◆ **DATASET ENTRIES**:
——————————
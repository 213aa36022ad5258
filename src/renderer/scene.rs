//! Render snapshot
//!
//! A read-only copy of everything a renderer needs for one frame. Building a
//! scene never touches the simulation.

use glam::Vec2;
use serde::Serialize;

use super::shapes;
use super::vertex::{Vertex, colors};
use crate::consts::{FIELD_HEIGHT, FIELD_WIDTH};
use crate::sim::{Aabb, GameState, Rgb, ShapeKind};

/// One obstacle as drawn
#[derive(Debug, Clone, Serialize)]
pub struct ObstacleView {
    pub kind: ShapeKind,
    pub bounds: Aabb,
    pub color: Rgb,
}

/// Everything drawn in one frame
#[derive(Debug, Clone, Serialize)]
pub struct Scene {
    pub player: Aabb,
    pub obstacles: Vec<ObstacleView>,
    pub score: u64,
    pub high_score: u64,
    pub paused: bool,
    pub game_over: bool,
    /// Ground line y
    pub ground_y: f32,
}

impl Scene {
    pub fn from_state(state: &GameState) -> Self {
        Self {
            player: state.player.bounds(),
            obstacles: state
                .obstacles()
                .iter()
                .map(|o| ObstacleView {
                    kind: o.shape.kind(),
                    bounds: o.bounds(),
                    color: o.color,
                })
                .collect(),
            score: state.score,
            high_score: state.high_score,
            paused: state.paused,
            game_over: state.game_over,
            ground_y: state.tuning.ground_y,
        }
    }

    /// HUD lines in draw order
    pub fn hud_lines(&self) -> Vec<String> {
        let mut lines = vec![
            format!("Score: {}", self.score),
            format!("High Score: {}", self.high_score),
        ];
        if self.game_over {
            lines.push("Game Over! Press Space to restart".to_string());
        }
        if self.paused {
            lines.push("Game Paused! Press P to resume".to_string());
        }
        lines
    }
}

/// Tessellate the whole field: ground, player, then obstacles
pub fn tessellate(state: &GameState) -> Vec<Vertex> {
    let ground = Aabb::new(
        Vec2::new(0.0, state.tuning.ground_y),
        Vec2::new(FIELD_WIDTH, FIELD_HEIGHT - state.tuning.ground_y),
    );

    let mut vertices = shapes::rect(&ground, colors::GROUND);
    vertices.extend(shapes::rect(&state.player.bounds(), colors::PLAYER));
    for obstacle in state.obstacles() {
        vertices.extend(shapes::obstacle(obstacle));
    }
    vertices
}

#[cfg(test)]
mod tests {
    use super::*;
    use crate::sim::{ScriptedRng, spawn_obstacle};
    use crate::tuning::Tuning;

    #[test]
    fn test_scene_mirrors_state() {
        let mut state = GameState::new(Tuning::default());
        // Circle r=10, then rectangle 20x30
        let mut rng = ScriptedRng::new([0, 1, 0, 10, 20, 30, 0, 0]);
        spawn_obstacle(&mut state, &mut rng);
        spawn_obstacle(&mut state, &mut rng);
        state.score = 2;
        state.high_score = 5;

        let scene = Scene::from_state(&state);
        assert_eq!(scene.obstacles.len(), 2);
        assert_eq!(scene.obstacles[0].kind, ShapeKind::Circle);
        assert_eq!(scene.obstacles[0].color, Rgb::new(10, 20, 30));
        assert_eq!(scene.obstacles[1].kind, ShapeKind::Rectangle);
        assert_eq!(scene.player, state.player.bounds());
        assert_eq!(scene.hud_lines(), vec!["Score: 2", "High Score: 5"]);
    }

    #[test]
    fn test_hud_overlays() {
        let mut state = GameState::new(Tuning::default());
        state.game_over = true;
        state.paused = true;
        let lines = Scene::from_state(&state).hud_lines();
        assert_eq!(lines.len(), 4);
        assert_eq!(lines[2], "Game Over! Press Space to restart");
        assert_eq!(lines[3], "Game Paused! Press P to resume");
    }

    #[test]
    fn test_tessellate_counts() {
        let mut state = GameState::new(Tuning::default());
        let mut rng = ScriptedRng::new([0, 2]);
        spawn_obstacle(&mut state, &mut rng);
        // ground + player + one triangle
        assert_eq!(tessellate(&state).len(), 6 + 6 + 3);
    }
}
——————————
◆ **TASK ITEM**:
For every line of the entries holding the string "frame", add one to a tally; give the final figure only.

◆ **WRITTEN ANSWER**:
2